Somewhere along the way, DJ began to accept the fact that the friendly nurses and doctors were there to help him. A child psychologist provided some tips on how Natasha and Dallas could help their son cope better with needles and finger pricks.

“While he still didn’t like having the procedures, he would reluctantly lie still and let them do what they needed to,” said Natasha. “We taught him to grit his teeth and growl like a bear instead of letting out his high pitched scream.

“The pain he has endured breaks my heart but I know it has made him the little hero he is today.”

Natasha says she will be “eternally grateful” to the amazing medical people at the Women’s and Children’s Hospital who cared for her son. She is also thankful for the support of organisations including the Leukaemia Foundation, which supported the family with food and petrol vouchers during their time in Adelaide and the cost of a hire car during a return trip for DJ to have some tests.

In June 2012 the family relocated back to Darwin, where DJ began maintenance treatment, an oral form of chemo. His initial leg injury has fully recovered and he is now able to run around and play with his sister and little brother (and now another little brother, Jake, who arrived in June 2013!)

Once afraid of the water, DJ has developed a keen interest in swimming since returning to Darwin. The Leukaemia Foundation recently organised a month of swimming lessons for DJ to encourage his enthusiasm.
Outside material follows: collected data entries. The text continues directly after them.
//! Migration history store
//!
//! A capped list of [`MigrationHistoryEntry`] records, newest first. Entries
//! are inserted at the head, so eviction drops whatever was inserted
//! earliest regardless of timestamps. Statistics are derived on every call.

use crate::types::MigrationHistoryEntry;
use crate::{Result, TransformError};
use chrono::{DateTime, Utc};
use paymigrate_core::EndpointType;
use paymigrate_utils::write_atomic;
use serde::{Deserialize, Serialize};
use std::collections::HashMap;
use std::path::{Path, PathBuf};
use tracing::{debug, info, warn};

pub const DEFAULT_HISTORY_CAPACITY: usize = 100;
const SCHEMA_VERSION: u32 = 1;
/// Credit per successful entry in the history-level average confidence
const SUCCESS_CONFIDENCE_CREDIT: f64 = 0.8;
const TOP_ENDPOINT_TYPES: usize = 5;
const RECENT_ENTRIES: usize = 10;

#[derive(Debug, Serialize, Deserialize)]
#[serde(rename_all = "camelCase")]
struct HistoryDocument {
    schema_version: u32,
    export_date: DateTime<Utc>,
    migrations: Vec<MigrationHistoryEntry>,
}

/// Aggregates over the stored history
#[derive(Debug, Clone, PartialEq, Serialize, Deserialize)]
pub struct HistoryStatistics {
    pub total_migrations: usize,
    pub successful_migrations: usize,
    pub failed_migrations: usize,
    /// Success proxy: 0.8 per success, 0 per failure, averaged
    pub average_confidence: f64,
    /// At most five, most frequent first
    pub most_common_endpoint_types: Vec<(EndpointType, usize)>,
    /// At most ten, newest first
    pub recent_migrations: Vec<MigrationHistoryEntry>,
}

#[derive(Debug)]
pub struct HistoryStore {
    /// `None` keeps the store purely in memory
    path: Option<PathBuf>,
    capacity: usize,
    entries: Vec<MigrationHistoryEntry>,
}

impl HistoryStore {
    /// Load the history document at `path`; missing or corrupt means empty
    pub async fn open(path: impl Into<PathBuf>, capacity: usize) -> Self {
        let path = path.into();
        let mut entries = Self::load(&path).await;
        entries.truncate(capacity);
        debug!("Loaded {} history entries from {}", entries.len(), path.display());

        Self {
            path: Some(path),
            capacity,
            entries,
        }
    }

    pub fn in_memory(capacity: usize) -> Self {
        Self {
            path: None,
            capacity,
            entries: Vec::new(),
        }
    }

    async fn load(path: &Path) -> Vec<MigrationHistoryEntry> {
        let json = match tokio::fs::read_to_string(path).await {
            Ok(json) => json,
            Err(e) if e.kind() == std::io::ErrorKind::NotFound => return Vec::new(),
            Err(e) => {
                warn!("Cannot read migration history {}: {}", path.display(), e);
                return Vec::new();
            }
        };

        match serde_json::from_str::<HistoryDocument>(&json) {
            Ok(document) => document.migrations,
            Err(e) => {
                warn!("Ignoring corrupt migration history {}: {}", path.display(), e);
                Vec::new()
            }
        }
    }

    pub fn capacity(&self) -> usize {
        self.capacity
    }

    /// Insert at the head, evict beyond capacity and persist
    pub async fn add_entry(&mut self, entry: MigrationHistoryEntry) {
        debug!("Recording migration {} (success: {})", entry.id, entry.success);
        self.entries.insert(0, entry);
        self.entries.truncate(self.capacity);
        self.persist().await;
    }

    /// Newest first
    pub fn get_migration_history(&self) -> &[MigrationHistoryEntry] {
        &self.entries
    }

    pub fn find(&self, id: &str) -> Option<&MigrationHistoryEntry> {
        self.entries.iter().find(|e| e.id == id)
    }

    pub fn statistics(&self) -> HistoryStatistics {
        let total = self.entries.len();
        let successful = self.entries.iter().filter(|e| e.success).count();

        let mut counts: HashMap<EndpointType, usize> = HashMap::new();
        for entry in &self.entries {
            *counts.entry(entry.endpoint_type).or_insert(0) += 1;
        }
        let mut most_common: Vec<(EndpointType, usize)> = counts.into_iter().collect();
        most_common.sort_by(|a, b| b.1.cmp(&a.1).then(a.0.cmp(&b.0)));
        most_common.truncate(TOP_ENDPOINT_TYPES);

        let average_confidence = if total == 0 {
            0.0
        } else {
            successful as f64 * SUCCESS_CONFIDENCE_CREDIT / total as f64
        };

        HistoryStatistics {
            total_migrations: total,
            successful_migrations: successful,
            failed_migrations: total - successful,
            average_confidence,
            most_common_endpoint_types: most_common,
            recent_migrations: self.entries.iter().take(RECENT_ENTRIES).cloned().collect(),
        }
    }

    /// Serialize the whole history as a versioned JSON document
    pub fn export_migration_history(&self) -> Result<String> {
        let document = HistoryDocument {
            schema_version: SCHEMA_VERSION,
            export_date: Utc::now(),
            migrations: self.entries.clone(),
        };
        Ok(serde_json::to_string_pretty(&document)?)
    }

    /// Replace the history with an exported document.
    ///
    /// The document is validated as a whole first; on any error the current
    /// history is left untouched.
    pub async fn import_migration_history(&mut self, json: &str) -> Result<usize> {
        let value: serde_json::Value =
            serde_json::from_str(json).map_err(|e| TransformError::InvalidImport(format!("not JSON: {e}")))?;

        let migrations = value
            .get("migrations")
            .filter(|m| m.is_array())
            .cloned()
            .ok_or_else(|| TransformError::InvalidImport("expected a `migrations` array".to_string()))?;

        let mut entries: Vec<MigrationHistoryEntry> = serde_json::from_value(migrations)
            .map_err(|e| TransformError::InvalidImport(format!("malformed migration entry: {e}")))?;
        entries.truncate(self.capacity);

        let count = entries.len();
        self.entries = entries;
        self.persist().await;

        info!("Imported {} migration history entries", count);
        Ok(count)
    }

    pub async fn clear(&mut self) {
        self.entries.clear();
        self.persist().await;
    }

    /// Write the history document; failures are logged and state is kept
    pub async fn persist(&self) {
        let Some(path) = &self.path else {
            return;
        };

        let result = match self.export_migration_history() {
            Ok(json) => write_atomic(path, json.as_bytes()).await.map_err(TransformError::from),
            Err(e) => Err(e),
        };
        if let Err(e) = result {
            warn!(
                "{}",
                TransformError::Persistence(format!("migration history {}: {e}", path.display()))
            );
        }
    }
}

#[cfg(test)]
mod tests {
    use super::*;
    use crate::types::RollbackPayload;
    use tempfile::TempDir;

    fn entry(id: &str, endpoint_type: EndpointType, success: bool) -> MigrationHistoryEntry {
        MigrationHistoryEntry {
            id: id.to_string(),
            timestamp: Utc::now(),
            file_path: "src/pay.js".to_string(),
            line_number: 1,
            endpoint_type,
            original_code: "ssl_amount".to_string(),
            migrated_code: if success { "amount.total".to_string() } else { String::new() },
            success,
            error: (!success).then(|| "code generation failed: timeout".to_string()),
            rollback: success.then(|| RollbackPayload::capture(b"ssl_amount".to_vec())),
        }
    }

    #[tokio::test]
    async fn test_history_is_capped_newest_first() {
        let mut store = HistoryStore::in_memory(DEFAULT_HISTORY_CAPACITY);
        for i in 0..105 {
            store.add_entry(entry(&format!("m-{i}"), EndpointType::Checkout, true)).await;
        }

        let history = store.get_migration_history();
        assert_eq!(history.len(), 100);
        assert_eq!(history[0].id, "m-104");
        assert_eq!(history[99].id, "m-5");
        assert!(store.find("m-4").is_none());
    }

    #[tokio::test]
    async fn test_statistics() {
        let mut store = HistoryStore::in_memory(DEFAULT_HISTORY_CAPACITY);
        store.add_entry(entry("a", EndpointType::Checkout, true)).await;
        store.add_entry(entry("b", EndpointType::ProcessTransaction, true)).await;
        store.add_entry(entry("c", EndpointType::ProcessTransaction, false)).await;
        store.add_entry(entry("d", EndpointType::ProcessTransaction, true)).await;

        let stats = store.statistics();
        assert_eq!(stats.total_migrations, 4);
        assert_eq!(stats.successful_migrations, 3);
        assert_eq!(stats.failed_migrations, 1);
        assert!((stats.average_confidence - 0.6).abs() < 1e-9);
        assert_eq!(
            stats.most_common_endpoint_types,
            vec![(EndpointType::ProcessTransaction, 3), (EndpointType::Checkout, 1)]
        );
        assert_eq!(stats.recent_migrations[0].id, "d");

        let empty = HistoryStore::in_memory(10).statistics();
        assert_eq!(empty.average_confidence, 0.0);
        assert!(empty.recent_migrations.is_empty());
    }

    #[tokio::test]
    async fn test_export_import_round_trip() -> Result<()> {
        let mut store = HistoryStore::in_memory(DEFAULT_HISTORY_CAPACITY);
        store.add_entry(entry("a", EndpointType::HostedPayments, true)).await;
        store.add_entry(entry("b", EndpointType::BatchProcessing, false)).await;
        let exported = store.export_migration_history()?;

        let mut restored = HistoryStore::in_memory(DEFAULT_HISTORY_CAPACITY);
        assert_eq!(restored.import_migration_history(&exported).await?, 2);

        let ids: Vec<(&str, bool)> = restored
            .get_migration_history()
            .iter()
            .map(|e| (e.id.as_str(), e.success))
            .collect();
        assert_eq!(ids, vec![("b", false), ("a", true)]);
        assert_eq!(restored.get_migration_history(), store.get_migration_history());

        let document: serde_json::Value = serde_json::from_str(&exported)?;
        assert_eq!(document["schemaVersion"], 1);
        assert!(document["exportDate"].is_string());
        Ok(())
    }

    #[tokio::test]
    async fn test_invalid_import_leaves_history_untouched() {
        let mut store = HistoryStore::in_memory(DEFAULT_HISTORY_CAPACITY);
        store.add_entry(entry("keep", EndpointType::Checkout, true)).await;

        for document in [
            "not json",
            r#"{"entries": []}"#,
            r#"{"migrations": {"id": "x"}}"#,
            r#"{"migrations": [{"id": "partial"}]}"#,
        ] {
            let result = store.import_migration_history(document).await;
            assert!(matches!(result, Err(TransformError::InvalidImport(_))), "{document}");
        }
        assert_eq!(store.get_migration_history().len(), 1);
        assert_eq!(store.get_migration_history()[0].id, "keep");
    }

    #[tokio::test]
    async fn test_persists_across_open() {
        let dir = TempDir::new().unwrap();
        let path = dir.path().join("state").join("history.json");

        let mut store = HistoryStore::open(&path, DEFAULT_HISTORY_CAPACITY).await;
        assert!(store.get_migration_history().is_empty());
        store.add_entry(entry("a", EndpointType::Checkout, true)).await;
        store.add_entry(entry("b", EndpointType::Checkout, true)).await;

        let reopened = HistoryStore::open(&path, 1).await;
        assert_eq!(reopened.get_migration_history().len(), 1);
        assert_eq!(reopened.get_migration_history()[0].id, "b");

        store.clear().await;
        assert!(HistoryStore::open(&path, 10).await.get_migration_history().is_empty());
    }

    #[tokio::test]
    async fn test_corrupt_history_file_means_empty() {
        let dir = TempDir::new().unwrap();
        let path = dir.path().join("history.json");
        std::fs::write(&path, "[1, 2").unwrap();

        let store = HistoryStore::open(&path, DEFAULT_HISTORY_CAPACITY).await;
        assert!(store.get_migration_history().is_empty());
    }
}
DJ’s treatment plan will continue until September 2013 and, in a moving full circle, will finish on the day of baby Pearce’s second birthday.

“His journey is far from over and he will have bloods taken every fortnight here and there will be three monthly visits back to Adelaide for check-ups,” said Natasha. “But we now treasure every day with our children and take nothing for granted.

“I try not to dwell on what may come in the future, but what is here in our present.”